## WHAT YOU NEED TO DO
Reproduce exactly, from the data that follows, the line with "fn fmt(&self, f: &mut", the line with "let summary = FitnessSummary::new(&values);", and every line that lies between them.

## THE DATA
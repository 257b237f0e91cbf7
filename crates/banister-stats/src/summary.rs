use std::fmt;

use crate::order;

/// Five-number summary of a set of fitness values.
///
/// Used to track how a population converges over generations: the minimum,
/// lower quartile, median, upper quartile and maximum of the fitness values.
/// Quartiles are computed with [`order::quantile_from_sorted`].
///
/// # Examples
///
/// ```
/// use banister_stats::summary::FitnessSummary;
///
/// let summary = FitnessSummary::new(&[1.0, 2.0, 3.0, 4.0, 5.0]);
/// assert_eq!(summary.q1, 2.0);
/// assert_eq!(summary.q3, 4.0);
/// assert_eq!(summary.to_string(), "Min: 1.000000\tMedian: 3.000000\t Max: 5.000000");
/// ```
#[derive(Debug, Clone, Copy, PartialEq)]
pub struct FitnessSummary {
    /// The smallest value.
    pub min: f64,
    /// The 25th percentile.
    pub q1: f64,
    /// The median.
    pub median: f64,
    /// The 75th percentile.
    pub q3: f64,
    /// The largest value.
    pub max: f64,
}

impl FitnessSummary {
    /// Column names matching [`Self::as_array`], for TSV reports.
    pub const COLUMNS: [&'static str; 5] = ["min", "q1", "median", "q3", "max"];

    /// Summarizes unsorted values.
    ///
    /// The values are copied and sorted internally. An empty input produces a
    /// summary of NaN values.
    #[must_use]
    pub fn new(values: &[f64]) -> Self {
        let mut sorted = values.to_vec();
        order::sort(&mut sorted);
        Self::from_sorted(&sorted)
    }

    /// Summarizes values already sorted in ascending order.
    #[must_use]
    pub fn from_sorted(sorted_values: &[f64]) -> Self {
        Self {
            min: order::quantile_from_sorted(sorted_values, 0.0),
            q1: order::quantile_from_sorted(sorted_values, 0.25),
            median: order::median_from_sorted(sorted_values),
            q3: order::quantile_from_sorted(sorted_values, 0.75),
            max: order::quantile_from_sorted(sorted_values, 1.0),
        }
    }

    /// Returns the summary as `[min, q1, median, q3, max]`.
    #[must_use]
    pub fn as_array(&self) -> [f64; 5] {
        [self.min, self.q1, self.median, self.q3, self.max]
    }
}

/// Formats the min/median/max triple used in progress logs.
impl fmt::Display for FitnessSummary {
    fn fmt(&self, f: &mut fmt::Formatter<'_>) -> fmt::Result {
        write!(
            f,
            "Min: {:.6}\tMedian: {:.6}\t Max: {:.6}",
            self.min, self.median, self.max
        )
    }
}

#[cfg(test)]
mod tests {
    use super::*;

    #[test]
    fn test_summary_of_unsorted_values() {
        let values = [0.876, -0.505, 0.248, -0.595, 0.802, -0.332, 0.353, -0.464];
        let summary = FitnessSummary::new(&values);
        assert_eq!(summary.min, -0.595);
        assert_eq!(summary.max, 0.876);
        assert!((summary.q1 - -0.47425).abs() < 1e-9);
        assert!((summary.median - -0.042).abs() < 1e-9);
    }

    #[test]
    fn test_summary_of_empty_values() {
        let summary = FitnessSummary::new(&[]);
        assert!(summary.as_array().iter().all(|v| v.is_nan()));
    }

    #[test]
    fn test_summary_with_negative_infinity() {
        let summary = FitnessSummary::new(&[f64::NEG_INFINITY, -2.0, -1.0]);
        assert_eq!(summary.min, f64::NEG_INFINITY);
        assert_eq!(summary.median, -2.0);
        assert_eq!(summary.max, -1.0);
    }
}
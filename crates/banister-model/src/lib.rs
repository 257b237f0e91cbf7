//! The Banister fitness-fatigue model and the objectives built on it.
//!
//! - [`params`]: the nine model parameters and the parameters file
//! - [`bounds`], [`data`], [`trials`]: input files for parameter estimation
//! - [`integrator`]: explicit Euler integration of fitness and fatigue
//! - [`estimation`]: residual error against observed performance
//! - [`constraint`], [`objective`]: penalized objective for training plans
//!
//! All input files are tab-separated with a header line; see [`io`] for the
//! shared error types.

pub use self::{
    bounds::DesignBounds,
    data::TrainingData,
    io::{LoadError, ParseError},
    params::{DESIGN_VAR_COUNT, DesignVar, ModelParams},
    trials::{TrialError, TrialIndices},
};

pub mod bounds;
pub mod constraint;
pub mod data;
pub mod estimation;
pub mod integrator;
pub mod io;
pub mod objective;
pub mod params;
pub mod trials;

## SOLUTION
    fn fmt(&self, f: &mut fmt::Formatter<'_>) -> fmt::Result {
        write!(
            f,
            "Min: {:.6}\tMedian: {:.6}\t Max: {:.6}",
            self.min, self.median, self.max
        )
    }
}

#[cfg(test)]
mod tests {
    use super::*;

    #[test]
    fn test_summary_of_unsorted_values() {
        let values = [0.876, -0.505, 0.248, -0.595, 0.802, -0.332, 0.353, -0.464];
        let summary = FitnessSummary::new(&values);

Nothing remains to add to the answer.